In the past, there have been a few scenarios where there are people who rent out a property but do not fill in a self-assessment or declare the tax and eventually the tax man finds them. It is essential that you do fill in a tax return if you do rent out a property or for any other reason other than the three conditions mentioned in order to avoid being in the same situation.
Buy-to-Let Tax Change
From 17/18, if you have a buy-to-let property and are paying mortgage on it, the government starts to restrict the tax relief on the mortgage interest. Such mortgage interest relief will be cancelled completely by 2020-21. Mortgage interest can be the biggest expense currently for buy-to-let landlords. If the government do decide to cancel this tax relief it can be a significant impact.

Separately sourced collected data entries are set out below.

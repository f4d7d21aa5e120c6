//! Search spaces described in JSON
//!
//! ```json
//! {
//!   "entries": [
//!     {
//!       "id": "tree",
//!       "estimator": "decision_tree",
//!       "params": [
//!         { "name": "max_depth", "distribution": { "kind": "values", "values": [2, 4, null] } },
//!         { "name": "min_samples_leaf", "distribution": { "kind": "randint", "low": 1, "high": 10 } }
//!       ]
//!     }
//!   ]
//! }
//! ```

use super::distributions::{BoundedIntVector, LogUniform, ParamDistribution, RandInt, Uniform};
use super::params::ParamValue;
use super::space::{validate_search_space, SearchSpaceEntry};
use crate::classifiers::{
    DecisionTreeClassifier, EstimatorKind, GaussianNB, KNeighborsClassifier, LogisticRegression, MLPClassifier,
};
use crate::error::Result;
use serde::{Deserialize, Serialize};
use std::path::Path;

/// Serializable form of a [`ParamDistribution`]
#[derive(Debug, Clone, PartialEq, Serialize, Deserialize)]
#[serde(tag = "kind", rename_all = "snake_case")]
pub enum DistributionSpec {
    /// Finite set sampled uniformly
    Values { values: Vec<ParamValue> },
    Uniform { low: f64, high: f64 },
    LogUniform { low: f64, high: f64 },
    /// Integers in `[low, high)`
    Randint { low: i64, high: i64 },
    /// See [`BoundedIntVector`]
    IntVector { low: i64, high: i64, dimension: usize },
}

impl DistributionSpec {
    pub fn build(&self) -> ParamDistribution {
        match self {
            DistributionSpec::Values { values } => ParamDistribution::Enumerated(values.clone()),
            DistributionSpec::Uniform { low, high } => ParamDistribution::sampler(Uniform::new(*low, *high)),
            DistributionSpec::LogUniform { low, high } => ParamDistribution::sampler(LogUniform::new(*low, *high)),
            DistributionSpec::Randint { low, high } => ParamDistribution::sampler(RandInt::new(*low, *high)),
            DistributionSpec::IntVector { low, high, dimension } => {
                ParamDistribution::sampler(BoundedIntVector::new(*low, *high, *dimension))
            }
        }
    }
}

/// One named hyperparameter and its distribution
#[derive(Debug, Clone, PartialEq, Serialize, Deserialize)]
pub struct ParamSpec {
    pub name: String,
    pub distribution: DistributionSpec,
}

/// One search space entry
#[derive(Debug, Clone, PartialEq, Serialize, Deserialize)]
pub struct EntrySpec {
    pub id: String,
    pub estimator: EstimatorKind,
    /// Sampled in this order
    #[serde(default)]
    pub params: Vec<ParamSpec>,
}

/// A complete search space file
#[derive(Debug, Clone, PartialEq, Default, Serialize, Deserialize)]
pub struct SearchSpaceConfig {
    pub entries: Vec<EntrySpec>,
}

impl SearchSpaceConfig {
    /// Parse from a JSON string
    pub fn from_json_str(json: &str) -> Result<Self> {
        Ok(serde_json::from_str(json)?)
    }

    /// Load from a JSON file
    pub fn load(path: impl AsRef<Path>) -> Result<Self> {
        let json = std::fs::read_to_string(path)?;
        Self::from_json_str(&json)
    }

    /// Build and validate the search space
    pub fn build(&self) -> Result<Vec<SearchSpaceEntry>> {
        let space: Vec<SearchSpaceEntry> = self
            .entries
            .iter()
            .map(|spec| {
                spec.params.iter().fold(
                    SearchSpaceEntry::new(spec.id.clone(), spec.estimator.build()),
                    |entry, param| entry.with_param(param.name.clone(), param.distribution.build()),
                )
            })
            .collect();
        validate_search_space(&space)?;
        Ok(space)
    }
}

/// A broad space over every built-in classifier
pub fn default_search_space() -> Vec<SearchSpaceEntry> {
    vec![
        SearchSpaceEntry::new("logistic_regression", Box::new(LogisticRegression::new()))
            .with_param("alpha", ParamDistribution::sampler(LogUniform::new(1e-4, 1.0)))
            .with_param("learning_rate", ParamDistribution::values([0.01, 0.05, 0.1])),
        SearchSpaceEntry::new("decision_tree", Box::new(DecisionTreeClassifier::new()))
            .with_param(
                "max_depth",
                ParamDistribution::values([Some(2usize), Some(4), Some(8), None]),
            )
            .with_param("min_samples_leaf", ParamDistribution::sampler(RandInt::new(1, 10)))
            .with_param("criterion", ParamDistribution::values(["gini", "entropy"])),
        SearchSpaceEntry::new("k_neighbors", Box::new(KNeighborsClassifier::new()))
            .with_param("n_neighbors", ParamDistribution::sampler(RandInt::new(1, 30)))
            .with_param("weights", ParamDistribution::values(["uniform", "distance"]))
            .with_param("metric", ParamDistribution::values(["euclidean", "manhattan"])),
        SearchSpaceEntry::new("gaussian_nb", Box::new(GaussianNB::new()))
            .with_param("var_smoothing", ParamDistribution::sampler(LogUniform::new(1e-12, 1e-6))),
        SearchSpaceEntry::new("mlp", Box::new(MLPClassifier::new()))
            .with_param("hidden_layer_sizes", ParamDistribution::sampler(BoundedIntVector::new(10, 100, 2)))
            .with_param("activation", ParamDistribution::values(["relu", "tanh", "logistic"]))
            .with_param("alpha", ParamDistribution::sampler(LogUniform::new(1e-5, 1e-2))),
    ]
}

#[cfg(test)]
mod tests {
    use super::*;
    use crate::error::MetaModelError;

    const SPACE_JSON: &str = r#"{
        "entries": [
            {
                "id": "tree",
                "estimator": "decision_tree",
                "params": [
                    { "name": "max_depth", "distribution": { "kind": "values", "values": [2, 4, null] } },
                    { "name": "min_samples_leaf", "distribution": { "kind": "randint", "low": 1, "high": 10 } }
                ]
            },
            {
                "id": "mlp",
                "estimator": "mlp",
                "params": [
                    { "name": "hidden_layer_sizes", "distribution": { "kind": "int_vector", "low": 4, "high": 16, "dimension": 2 } },
                    { "name": "alpha", "distribution": { "kind": "log_uniform", "low": 0.0001, "high": 0.1 } }
                ]
            },
            { "id": "nb", "estimator": "gaussian_nb" }
        ]
    }"#;

    #[test]
    fn test_parse_and_build() {
        let config = SearchSpaceConfig::from_json_str(SPACE_JSON).unwrap();
        assert_eq!(config.entries.len(), 3);
        assert_eq!(
            config.entries[0].params[0].distribution,
            DistributionSpec::Values {
                values: vec![ParamValue::Int(2), ParamValue::Int(4), ParamValue::Null]
            }
        );

        let space = config.build().unwrap();
        assert_eq!(space.len(), 3);
        assert_eq!(space[1].id(), "mlp");
        let names: Vec<&str> = space[0].param_distributions().iter().map(|(n, _)| n.as_str()).collect();
        assert_eq!(names, vec!["max_depth", "min_samples_leaf"]);
        assert!(space[2].param_distributions().is_empty());
    }

    #[test]
    fn test_invalid_bounds_fail_build() {
        let json = r#"{"entries": [{"id": "lr", "estimator": "logistic_regression",
            "params": [{"name": "alpha", "distribution": {"kind": "uniform", "low": 1.0, "high": 0.5}}]}]}"#;
        let config = SearchSpaceConfig::from_json_str(json).unwrap();
        assert!(matches!(config.build(), Err(MetaModelError::ConfigError(_))));
    }

    #[test]
    fn test_unknown_estimator_is_rejected() {
        let json = r#"{"entries": [{"id": "svm", "estimator": "svm"}]}"#;
        assert!(SearchSpaceConfig::from_json_str(json).is_err());
    }

    #[test]
    fn test_default_space_is_valid() {
        let space = default_search_space();
        assert_eq!(space.len(), 5);
        validate_search_space(&space).unwrap();
    }
}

An example of this is if you are a basic rate taxpayer, you earn around £25,000 and have a lease rental property which collects around £50,000 for the year. The mortgage interest would be £30,000 and other expenses are £10,000. This means that you will have £10,000 profit, in 17/18 you are able to claim 75% of it but until 2020/2021 the interest relief will be completely removed. The impact is that you will have up to 50% of what you have now. In this case, after tax and before the tax change, you will have £8,000 in your pocket. But in 2020/2021, you will only have £4,000. (Graph 1)
If you are a high rate taxpayer and earn £50,000, it will have an immediate impact on you. From this year you will have around £1,500 less but eventually in 2020/2021, the impact will be significant. (Graph 2)
Options to Mitigate the Impact
- Rental Loss Relief – If you have recently had a property loss, you can carry forward the loss to offset your profits. This approach is the cheapest and most straightforward strategy for you to mitigate your tax.
- Spouse Transfer – If you are married and the buy-to-let is under your name only, you might be able to consider having a shared ownership. This can apply to situations where if your spouse is not working or they are earning at a basic rate tax band. When you share the ownership, his/her share of that property profit will be reported by the lower tax bracket. This will help you to save tax.
- Re-invest in Commercial Properties or Furnished Holiday Lettings (Airbnb) – You can still claim the full mortgage interest relief if you invest in commercial properties or furnished holiday lettings. However, only take this approach if you are fully committed to do it and it is your own strategy. There are different mind-sets between having a property and collecting the rent compared to holiday lettings. This is due to constantly having to advertise your property and it is like a business, it involves a lot of work.
- Forming a Limited Company – Forming a limited company will protect you from the impact of the mortgage interest relief restriction. Corporation tax at the moment is only 19%, this is a huge tax advantage. You can also take further advantage if you have your spouse or family member become a shareholder of your company which will allow you to share the company income as well.
However, if you are running a very profitable property management business, the dividend tax is not as good as before which needs to be considered. When it comes to forming a company, when people consider transferring the assets into the company, if they do not do it considerably there is a capital gain tax implication. Another downside is if the properties are held in the company, the mortgage options are very limited. There are also more administration burdens such as; filing company accounts and company tax return. You may also need to run the payroll when you need to hire someone to manage the property business for you.